## [What is expected]
Return only that part of the material below which starts with the line containing "#[derive(Debug, Clone, Default)]" and goes on through the line containing "quantity: i64) ->", restated exactly.
[Opening Data shown section]
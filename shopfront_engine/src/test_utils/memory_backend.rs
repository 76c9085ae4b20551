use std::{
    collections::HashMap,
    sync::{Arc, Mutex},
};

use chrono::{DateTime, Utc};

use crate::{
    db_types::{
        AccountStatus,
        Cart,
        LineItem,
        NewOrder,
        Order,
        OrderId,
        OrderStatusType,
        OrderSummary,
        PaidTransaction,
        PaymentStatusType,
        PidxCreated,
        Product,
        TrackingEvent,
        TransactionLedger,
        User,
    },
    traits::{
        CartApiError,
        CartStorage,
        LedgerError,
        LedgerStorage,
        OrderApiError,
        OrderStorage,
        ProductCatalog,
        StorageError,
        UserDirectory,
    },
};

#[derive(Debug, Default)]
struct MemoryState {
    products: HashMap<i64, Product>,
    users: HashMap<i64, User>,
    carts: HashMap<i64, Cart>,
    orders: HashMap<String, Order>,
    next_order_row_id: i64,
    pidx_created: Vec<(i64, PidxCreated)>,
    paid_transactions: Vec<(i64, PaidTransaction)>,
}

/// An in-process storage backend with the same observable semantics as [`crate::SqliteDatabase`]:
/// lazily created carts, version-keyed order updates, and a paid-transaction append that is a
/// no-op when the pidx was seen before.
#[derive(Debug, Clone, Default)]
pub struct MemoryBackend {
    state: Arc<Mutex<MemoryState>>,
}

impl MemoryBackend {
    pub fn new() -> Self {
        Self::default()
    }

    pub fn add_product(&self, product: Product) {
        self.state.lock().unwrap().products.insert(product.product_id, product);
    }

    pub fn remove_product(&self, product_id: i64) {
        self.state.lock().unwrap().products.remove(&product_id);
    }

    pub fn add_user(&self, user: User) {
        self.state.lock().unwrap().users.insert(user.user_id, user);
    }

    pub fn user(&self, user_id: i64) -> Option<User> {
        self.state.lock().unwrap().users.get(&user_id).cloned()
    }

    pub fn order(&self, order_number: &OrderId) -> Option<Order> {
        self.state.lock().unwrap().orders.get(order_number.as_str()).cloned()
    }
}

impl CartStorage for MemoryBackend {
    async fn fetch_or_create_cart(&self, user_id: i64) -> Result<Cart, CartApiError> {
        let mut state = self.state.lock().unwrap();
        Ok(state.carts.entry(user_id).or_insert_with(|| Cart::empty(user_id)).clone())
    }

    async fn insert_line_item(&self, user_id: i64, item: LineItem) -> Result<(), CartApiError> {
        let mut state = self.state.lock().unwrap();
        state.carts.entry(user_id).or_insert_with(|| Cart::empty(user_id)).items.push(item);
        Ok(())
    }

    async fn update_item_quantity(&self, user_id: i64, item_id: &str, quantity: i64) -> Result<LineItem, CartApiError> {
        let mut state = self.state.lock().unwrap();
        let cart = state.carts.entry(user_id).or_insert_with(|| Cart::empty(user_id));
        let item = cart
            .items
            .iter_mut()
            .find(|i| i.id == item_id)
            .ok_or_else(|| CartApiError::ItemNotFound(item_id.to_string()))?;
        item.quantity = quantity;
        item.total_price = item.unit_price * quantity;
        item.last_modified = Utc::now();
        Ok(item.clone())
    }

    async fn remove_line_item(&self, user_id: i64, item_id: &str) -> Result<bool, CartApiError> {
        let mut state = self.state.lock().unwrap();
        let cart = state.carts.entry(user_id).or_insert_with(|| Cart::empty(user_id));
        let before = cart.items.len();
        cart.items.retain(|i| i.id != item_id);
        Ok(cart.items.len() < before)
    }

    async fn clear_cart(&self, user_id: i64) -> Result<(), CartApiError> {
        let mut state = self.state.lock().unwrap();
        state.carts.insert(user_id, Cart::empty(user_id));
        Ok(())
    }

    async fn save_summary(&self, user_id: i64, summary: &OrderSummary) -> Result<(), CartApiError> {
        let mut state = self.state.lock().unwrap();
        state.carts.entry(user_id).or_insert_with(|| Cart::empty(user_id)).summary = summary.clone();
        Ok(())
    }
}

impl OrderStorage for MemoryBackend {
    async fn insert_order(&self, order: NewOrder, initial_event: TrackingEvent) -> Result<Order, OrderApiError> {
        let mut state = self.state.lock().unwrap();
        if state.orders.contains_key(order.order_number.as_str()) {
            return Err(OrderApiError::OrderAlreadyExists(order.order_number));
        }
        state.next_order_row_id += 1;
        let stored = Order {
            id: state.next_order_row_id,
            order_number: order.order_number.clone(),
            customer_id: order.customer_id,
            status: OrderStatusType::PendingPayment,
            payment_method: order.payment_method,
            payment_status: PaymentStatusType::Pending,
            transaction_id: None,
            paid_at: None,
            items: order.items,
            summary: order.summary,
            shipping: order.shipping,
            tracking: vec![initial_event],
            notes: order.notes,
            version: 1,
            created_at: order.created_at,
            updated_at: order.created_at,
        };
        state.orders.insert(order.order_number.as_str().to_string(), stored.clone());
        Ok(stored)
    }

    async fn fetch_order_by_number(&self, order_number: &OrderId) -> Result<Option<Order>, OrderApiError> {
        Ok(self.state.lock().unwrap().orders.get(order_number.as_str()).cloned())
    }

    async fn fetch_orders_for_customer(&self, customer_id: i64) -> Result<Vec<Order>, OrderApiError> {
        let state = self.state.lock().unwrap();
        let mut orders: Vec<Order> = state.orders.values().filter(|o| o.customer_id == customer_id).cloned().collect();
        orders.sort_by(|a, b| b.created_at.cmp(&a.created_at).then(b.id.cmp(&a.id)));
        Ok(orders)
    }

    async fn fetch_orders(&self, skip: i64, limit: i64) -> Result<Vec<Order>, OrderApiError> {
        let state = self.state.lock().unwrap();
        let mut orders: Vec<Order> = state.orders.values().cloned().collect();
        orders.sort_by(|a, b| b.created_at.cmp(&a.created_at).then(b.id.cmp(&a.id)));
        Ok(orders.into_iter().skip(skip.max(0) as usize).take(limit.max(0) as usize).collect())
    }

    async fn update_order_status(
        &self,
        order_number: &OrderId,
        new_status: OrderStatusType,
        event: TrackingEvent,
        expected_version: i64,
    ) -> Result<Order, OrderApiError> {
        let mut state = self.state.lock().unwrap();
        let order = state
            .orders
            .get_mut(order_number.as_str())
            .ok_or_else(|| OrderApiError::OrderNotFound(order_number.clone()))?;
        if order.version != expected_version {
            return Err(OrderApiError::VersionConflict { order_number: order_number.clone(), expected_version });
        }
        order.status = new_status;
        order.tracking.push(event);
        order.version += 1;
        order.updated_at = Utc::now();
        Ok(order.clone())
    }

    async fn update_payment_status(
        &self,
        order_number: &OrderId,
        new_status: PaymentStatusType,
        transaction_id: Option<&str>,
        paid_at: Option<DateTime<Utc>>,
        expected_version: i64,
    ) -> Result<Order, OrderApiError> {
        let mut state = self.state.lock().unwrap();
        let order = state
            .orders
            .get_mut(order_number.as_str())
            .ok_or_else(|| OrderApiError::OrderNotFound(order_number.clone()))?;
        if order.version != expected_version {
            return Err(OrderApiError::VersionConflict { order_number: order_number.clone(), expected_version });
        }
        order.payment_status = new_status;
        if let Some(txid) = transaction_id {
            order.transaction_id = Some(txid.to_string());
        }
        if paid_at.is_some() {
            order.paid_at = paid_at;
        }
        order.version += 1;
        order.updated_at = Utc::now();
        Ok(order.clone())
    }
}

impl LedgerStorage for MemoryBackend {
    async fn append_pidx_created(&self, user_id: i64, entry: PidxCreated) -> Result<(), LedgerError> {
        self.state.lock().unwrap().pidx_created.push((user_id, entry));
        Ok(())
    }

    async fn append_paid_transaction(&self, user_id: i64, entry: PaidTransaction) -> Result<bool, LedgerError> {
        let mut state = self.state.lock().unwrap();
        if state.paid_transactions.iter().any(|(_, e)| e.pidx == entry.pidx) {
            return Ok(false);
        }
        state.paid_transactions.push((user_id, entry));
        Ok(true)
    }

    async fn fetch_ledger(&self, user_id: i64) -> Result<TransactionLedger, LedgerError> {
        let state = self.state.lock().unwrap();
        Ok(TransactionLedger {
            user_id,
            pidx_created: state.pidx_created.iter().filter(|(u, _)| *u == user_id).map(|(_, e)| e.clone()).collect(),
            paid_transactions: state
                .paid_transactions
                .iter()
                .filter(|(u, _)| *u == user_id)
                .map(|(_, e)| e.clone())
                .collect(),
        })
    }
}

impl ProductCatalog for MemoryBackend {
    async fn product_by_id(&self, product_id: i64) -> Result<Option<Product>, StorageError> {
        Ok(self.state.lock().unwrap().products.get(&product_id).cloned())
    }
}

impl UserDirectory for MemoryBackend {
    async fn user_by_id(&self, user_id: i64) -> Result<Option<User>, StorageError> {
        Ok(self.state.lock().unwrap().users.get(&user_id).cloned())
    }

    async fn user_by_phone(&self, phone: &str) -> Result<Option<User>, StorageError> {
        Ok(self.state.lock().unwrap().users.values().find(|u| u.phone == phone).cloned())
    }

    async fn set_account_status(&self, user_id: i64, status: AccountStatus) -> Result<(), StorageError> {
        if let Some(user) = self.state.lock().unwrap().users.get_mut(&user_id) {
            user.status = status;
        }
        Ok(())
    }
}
[Closing Data shown section]
## [Result for this task]
#[derive(Debug, Clone, Default)]
pub struct MemoryBackend {
    state: Arc<Mutex<MemoryState>>,
}

impl MemoryBackend {
    pub fn new() -> Self {
        Self::default()
    }

    pub fn add_product(&self, product: Product) {
        self.state.lock().unwrap().products.insert(product.product_id, product);
    }

    pub fn remove_product(&self, product_id: i64) {
        self.state.lock().unwrap().products.remove(&product_id);
    }

    pub fn add_user(&self, user: User) {
        self.state.lock().unwrap().users.insert(user.user_id, user);
    }

    pub fn user(&self, user_id: i64) -> Option<User> {
        self.state.lock().unwrap().users.get(&user_id).cloned()
    }

    pub fn order(&self, order_number: &OrderId) -> Option<Order> {
        self.state.lock().unwrap().orders.get(order_number.as_str()).cloned()
    }
}

impl CartStorage for MemoryBackend {
    async fn fetch_or_create_cart(&self, user_id: i64) -> Result<Cart, CartApiError> {
        let mut state = self.state.lock().unwrap();
        Ok(state.carts.entry(user_id).or_insert_with(|| Cart::empty(user_id)).clone())
    }

    async fn insert_line_item(&self, user_id: i64, item: LineItem) -> Result<(), CartApiError> {
        let mut state = self.state.lock().unwrap();
        state.carts.entry(user_id).or_insert_with(|| Cart::empty(user_id)).items.push(item);
        Ok(())
    }

    async fn update_item_quantity(&self, user_id: i64, item_id: &str, quantity: i64) -> Result<LineItem, CartApiError> {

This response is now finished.